El perro como metáfora. Todos los discursos confluyen en el perro. En efecto, España arrastra siglos de miseria y trileros, pero la vida en sociedad supone que hay alguien que te lo explica. No lo duden: la ciencia es superior a la palabra. O debería serlo. Es el resumen de la historia. Frente al relato fundador, que confunde y divaga, la observación desapasionada del mundo produce crecimiento y verdad. El mito se postra frente al logos. No existe mayor avance.

Pero, ¡ay!, se trata de un privilegio, y eso es peliagudo. Dominar el saber resulta laborioso y es preferible guarecerse bajo los giros, eslóganes y tópicos que dan razón a tanto oficio. La ciencia no se impone, ni siquiera lo intenta. Su responsabilidad se acomoda a la decisión política, al discurso voluntarista del poder. Ayer fue la enfermera infectada por el ébola. Pero, quizás, sabía a poco. Por ese motivo, hoy ya hablan del perro. 

Lo del perro, señores, es para obsesionarse. Uno ve al can, ahí tumbado, sobre el suelo sin mujeres, y se le caen las lágrimas de pura rabia. ¿Qué culpa tiene el pobre animal de Ana Mato, de Twitter y los falsos expertos?

La comunidad exige, insisto, alguien que te lo explique. Que en tu vida de patán sin conocimiento, de aficionado al fútbol, a Claudio Rodríguez o a la Sexta, se cruce alguien que diga: “yo esto lo sé”. Y tome decisiones sensatas, basadas en la verdad de los hechos. Por eso hay impuestos, dicen y -cada vez menos- investigación y recursos para que los más capaces se llenen de fórmulas y enunciados. Se supone que, de esta forma, se frena a los impostores.
Pero, ¿y el perro? Un tema de cuidado, de rasgarse las vestiduras. ¿Qué hacer? No me respondan, que no me interesa. Quiero al especialista sin política que me lo diga clarito. No quiero chistes sobre incompetentes, ni disculpas de argumentario. Necesito la verdad. O su aproximación. No quiero debates. El discurso más allá de la duda razonable. ¿Es difícil? ¿Es imposible?

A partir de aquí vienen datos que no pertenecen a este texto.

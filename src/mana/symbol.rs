//! Mana symbols and units.
//!
//! A `ManaSymbol` is one colour a source can produce (or the wildcard).
//! A `ManaUnit` is one unit of available mana together with every symbol it
//! could be spent as: a Forest yields `[G]`, a dual land `[W, U]`, a
//! rainbow source `[*]`.

use serde::{Deserialize, Serialize};
use smallvec::SmallVec;

/// One colour of mana, colorless, or the "any colour" wildcard.
#[derive(Clone, Copy, Debug, PartialEq, Eq, Hash, Serialize, Deserialize)]
pub enum ManaSymbol {
    #[serde(rename = "W")]
    White,
    #[serde(rename = "U")]
    Blue,
    #[serde(rename = "B")]
    Black,
    #[serde(rename = "R")]
    Red,
    #[serde(rename = "G")]
    Green,
    #[serde(rename = "C")]
    Colorless,
    /// Wildcard: the unit can be spent as any colour.
    #[serde(rename = "*")]
    Any,
}

impl ManaSymbol {
    /// The five colours plus colorless, in cost-expression order.
    pub const COST_SYMBOLS: [ManaSymbol; 6] = [
        ManaSymbol::White,
        ManaSymbol::Blue,
        ManaSymbol::Black,
        ManaSymbol::Red,
        ManaSymbol::Green,
        ManaSymbol::Colorless,
    ];

    /// Parse a cost letter. `X` is not a symbol and returns `None`.
    #[must_use]
    pub fn from_char(c: char) -> Option<Self> {
        match c.to_ascii_uppercase() {
            'W' => Some(ManaSymbol::White),
            'U' => Some(ManaSymbol::Blue),
            'B' => Some(ManaSymbol::Black),
            'R' => Some(ManaSymbol::Red),
            'G' => Some(ManaSymbol::Green),
            'C' => Some(ManaSymbol::Colorless),
            '*' => Some(ManaSymbol::Any),
            _ => None,
        }
    }

    #[must_use]
    pub fn to_char(self) -> char {
        match self {
            ManaSymbol::White => 'W',
            ManaSymbol::Blue => 'U',
            ManaSymbol::Black => 'B',
            ManaSymbol::Red => 'R',
            ManaSymbol::Green => 'G',
            ManaSymbol::Colorless => 'C',
            ManaSymbol::Any => '*',
        }
    }
}

impl std::fmt::Display for ManaSymbol {
    fn fmt(&self, f: &mut std::fmt::Formatter<'_>) -> std::fmt::Result {
        write!(f, "{}", self.to_char())
    }
}

/// One unit of mana and the symbols it can be spent as.
#[derive(Clone, Debug, PartialEq, Eq, Hash, Serialize, Deserialize)]
#[serde(transparent)]
pub struct ManaUnit(pub SmallVec<[ManaSymbol; 2]>);

impl ManaUnit {
    /// A unit that can only be spent as `symbol`.
    #[must_use]
    pub fn single(symbol: ManaSymbol) -> Self {
        Self(SmallVec::from_slice(&[symbol]))
    }

    /// A unit spendable as any of `symbols`.
    #[must_use]
    pub fn of(symbols: &[ManaSymbol]) -> Self {
        Self(SmallVec::from_slice(symbols))
    }

    /// A wildcard unit.
    #[must_use]
    pub fn any() -> Self {
        Self::single(ManaSymbol::Any)
    }

    /// Whether this unit can pay a pip of `symbol`.
    #[must_use]
    pub fn pays(&self, symbol: ManaSymbol) -> bool {
        self.0.iter().any(|&s| s == symbol || s == ManaSymbol::Any)
    }

    /// Parse a unit from its letters, e.g. `"WU"` or `"*"`.
    #[must_use]
    pub fn parse(letters: &str) -> Option<Self> {
        let symbols: Option<SmallVec<[ManaSymbol; 2]>> =
            letters.chars().map(ManaSymbol::from_char).collect();
        symbols.filter(|s| !s.is_empty()).map(Self)
    }

    pub fn symbols(&self) -> &[ManaSymbol] {
        &self.0
    }
}

impl std::fmt::Display for ManaUnit {
    fn fmt(&self, f: &mut std::fmt::Formatter<'_>) -> std::fmt::Result {
        write!(f, "(")?;
        for symbol in &self.0 {
            write!(f, "{}", symbol)?;
        }
        write!(f, ")")
    }
}
//! Zone-independent card attributes: category and keywords.
//!
//! The category set is closed. Every category has exactly one resolution
//! path in the cast router, checked by the compiler through `match`.

use serde::{Deserialize, Serialize};
use smallvec::SmallVec;

use crate::zones::ZoneKind;

/// Card category.
#[derive(Clone, Copy, Debug, PartialEq, Eq, Hash, Serialize, Deserialize)]
#[serde(rename_all = "snake_case")]
pub enum Category {
    Land,
    Creature,
    Artifact,
    Enchantment,
    Planeswalker,
    Instant,
    Sorcery,
    /// The designated leader card; resolves onto the battlefield as a
    /// creature when it has power, otherwise as a planeswalker.
    Leader,
}

impl Category {
    /// Whether cards of this category stay on the battlefield.
    #[must_use]
    pub fn is_permanent(self) -> bool {
        !matches!(self, Category::Instant | Category::Sorcery)
    }

    /// Battlefield zone a non-land permanent of this category enters.
    #[must_use]
    pub fn battlefield_zone(self) -> Option<ZoneKind> {
        match self {
            Category::Creature => Some(ZoneKind::Creatures),
            Category::Artifact => Some(ZoneKind::Artifacts),
            Category::Enchantment => Some(ZoneKind::Enchantments),
            Category::Planeswalker => Some(ZoneKind::Planeswalkers),
            Category::Land => Some(ZoneKind::UntappedLands),
            Category::Leader | Category::Instant | Category::Sorcery => None,
        }
    }
}

/// Keyword abilities the engine looks at.
#[derive(Clone, Copy, Debug, PartialEq, Eq, Hash, Serialize, Deserialize)]
#[serde(rename_all = "snake_case")]
pub enum Keyword {
    Haste,
    Flying,
    FirstStrike,
    DoubleStrike,
    Trample,
    Vigilance,
    Lifelink,
    Deathtouch,
    Menace,
    Reach,
    Defender,
}

/// A small set of keywords.
#[derive(Clone, Debug, Default, PartialEq, Eq, Hash, Serialize, Deserialize)]
#[serde(transparent)]
pub struct KeywordSet(SmallVec<[Keyword; 4]>);

impl KeywordSet {
    #[must_use]
    pub fn new() -> Self {
        Self::default()
    }

    #[must_use]
    pub fn contains(&self, keyword: Keyword) -> bool {
        self.0.contains(&keyword)
    }

    /// Insert a keyword. Returns false if it was already present.
    pub fn insert(&mut self, keyword: Keyword) -> bool {
        if self.contains(keyword) {
            false
        } else {
            self.0.push(keyword);
            true
        }
    }

    pub fn clear(&mut self) {
        self.0.clear();
    }

    #[must_use]
    pub fn is_empty(&self) -> bool {
        self.0.is_empty()
    }

    pub fn iter(&self) -> impl Iterator<Item = Keyword> + '_ {
        self.0.iter().copied()
    }
}

impl FromIterator<Keyword> for KeywordSet {
    fn from_iter<I: IntoIterator<Item = Keyword>>(iter: I) -> Self {
        let mut set = KeywordSet::new();
        for keyword in iter {
            set.insert(keyword);
        }
        set
    }
}
//! Land drops, fetch lands, and the entering-tapped policy.

use tracing::{debug, instrument, Level};

use super::BoardState;
use crate::cards::{CardDefinition, Category, FetchSpec, TriggerEvent};
use crate::core::{EngineError, EngineResult, EntityId};
use crate::triggers::TriggerDispatcher;
use crate::zones::ZoneKind;

impl BoardState {
    /// Play a land from hand.
    ///
    /// Its mana is added to the pool when it enters untapped and is a plain
    /// mana land. Landfall then fires for every permanent, the new land
    /// included. The per-turn land limit is the driver's concern.
    #[instrument(level = Level::DEBUG, skip(self))]
    pub fn play_land(&mut self, entity: EntityId) -> EngineResult<()> {
        let card = self.card(entity).ok_or(EngineError::CardNotInExpectedZone {
            card: entity,
            expected: ZoneKind::Hand,
        })?;
        if card.zone != ZoneKind::Hand {
            return Err(EngineError::CardNotInExpectedZone {
                card: entity,
                expected: ZoneKind::Hand,
            });
        }
        if card.category() != Category::Land {
            return Err(EngineError::UnsupportedCategory(card.category()));
        }

        self.enter_land(entity, ZoneKind::Hand, false)?;
        self.lands_played_this_turn += 1;
        Ok(())
    }

    /// Put a land onto the battlefield from any zone.
    ///
    /// Returns whether it entered tapped. `force_tapped` overrides the
    /// entering-tapped policy; a forced-tapped land adds no mana.
    pub(crate) fn enter_land(&mut self, entity: EntityId, from: ZoneKind, force_tapped: bool) -> EngineResult<bool> {
        let def = match self.card(entity) {
            Some(card) => card.def.clone(),
            None => {
                return Err(EngineError::CardNotInExpectedZone {
                    card: entity,
                    expected: from,
                })
            }
        };

        let tapped = force_tapped || self.enters_tapped(entity, &def);
        let to = if tapped {
            ZoneKind::TappedLands
        } else {
            ZoneKind::UntappedLands
        };
        self.move_card(entity, from, to)?;

        if !tapped && def.is_plain_mana_land() {
            for unit in &def.produces {
                self.pool.add(unit.clone());
            }
        }
        debug!(%entity, name = %def.name, tapped, pool = %self.pool, "land entered");

        TriggerDispatcher::fire_all(self, TriggerEvent::Landfall);
        Ok(tapped)
    }

    /// Decide whether `def` enters tapped.
    ///
    /// Only the first rule category the land declares is consulted.
    #[must_use]
    pub fn enters_tapped(&self, entity: EntityId, def: &CardDefinition) -> bool {
        let rules = &def.untap;

        if rules.always_tapped {
            return true;
        }
        if !rules.controls_any.is_empty() {
            let controls = self.battlefield().into_iter().any(|id| {
                self.card(id)
                    .is_some_and(|c| rules.controls_any.iter().any(|n| n.eq_ignore_ascii_case(c.name())))
            });
            return !controls;
        }
        if let Some(needed) = rules.basic_lands {
            let basics = self
                .lands()
                .filter(|&id| self.card(id).is_some_and(|c| c.def.basic))
                .count();
            return (basics as u32) < needed;
        }
        if let Some(needed) = rules.lands {
            return (self.land_count() as u32) < needed;
        }
        if let Some(filter) = &rules.reveal {
            let revealed = self
                .hand()
                .iter()
                .filter(|&&id| id != entity)
                .any(|&id| self.card(id).is_some_and(|c| filter.matches(&c.def)));
            return !revealed;
        }
        def.enters_tapped
    }

    fn lands(&self) -> impl Iterator<Item = EntityId> + '_ {
        self.cards_in(ZoneKind::UntappedLands)
            .iter()
            .chain(self.cards_in(ZoneKind::TappedLands))
            .copied()
    }

    /// Sacrifice a fetch land and search for a land.
    ///
    /// Always costs exactly 1 life and puts the fetch land into the
    /// graveyard, whether or not a matching land is found. The first
    /// matching land in library order enters through the normal land path
    /// (so landfall fires), then the library is shuffled.
    #[instrument(level = Level::DEBUG, skip(self, types))]
    pub fn fetch_land(
        &mut self,
        entity: EntityId,
        basic_only: bool,
        types: &[String],
        force_tapped: bool,
    ) -> EngineResult<Option<EntityId>> {
        let from = match self.zone_of(entity) {
            Some(zone) if zone.is_land_zone() || zone == ZoneKind::Hand => zone,
            _ => {
                return Err(EngineError::CardNotInExpectedZone {
                    card: entity,
                    expected: ZoneKind::UntappedLands,
                })
            }
        };

        self.life -= 1;
        self.move_to_graveyard(entity, from)?;

        let found = self.library().iter().copied().find(|&id| {
            self.card(id).is_some_and(|c| {
                c.def.is_land()
                    && (!basic_only || c.def.basic)
                    && (types.is_empty() || types.iter().any(|t| c.def.has_subtype(t)))
            })
        });

        if let Some(land) = found {
            self.enter_land(land, ZoneKind::Library, force_tapped)?;
        }
        self.shuffle_library();

        debug!(%entity, ?found, life = self.life, "fetched");
        Ok(found)
    }

    /// Crack a fetch land using its own fetch rules.
    pub fn crack_fetch(&mut self, entity: EntityId) -> EngineResult<Option<EntityId>> {
        let spec: FetchSpec = self
            .card(entity)
            .and_then(|c| c.def.fetch.clone())
            .ok_or(EngineError::UnsupportedCategory(Category::Land))?;
        self.fetch_land(entity, spec.basic_only, &spec.types, spec.force_tapped)
    }
}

Pero, ¿cómo no va a traerse la ministra a los misioneros -hombres de bien, quizás los mejores- sin seguridad ni opciones? Estamos hablando de España, oigan; del gran debate eterno. De la opinión y la desconfianza de los miles de economistas multicolores. El asunto del ébola no va de enfermedades, ni de protocolos fallidos. Ni siquiera, de ciencia. Va del discurso, de la inflamación de la política como el apéndice de Nadal. De ese barullo que impide el gobierno de la razón, de la gestión sensata y los hombres y mujeres rectos.

Hablamos de esa gente que no da si no recibe. Del interés políticamente rentable en cada gesto. Del ¿con IVA o sin IVA? ¿Hay que matar al perro? Ahora surgirán voces de todo tipo, desde ecologistas a apologetas del régimen.  Y volveremos a empezar.

Pero debe de haber una respuesta. Un consenso, al menos, en el que no participen portavoces ni funcionarios. Gentes que sepan y digan. No pedimos más, creo.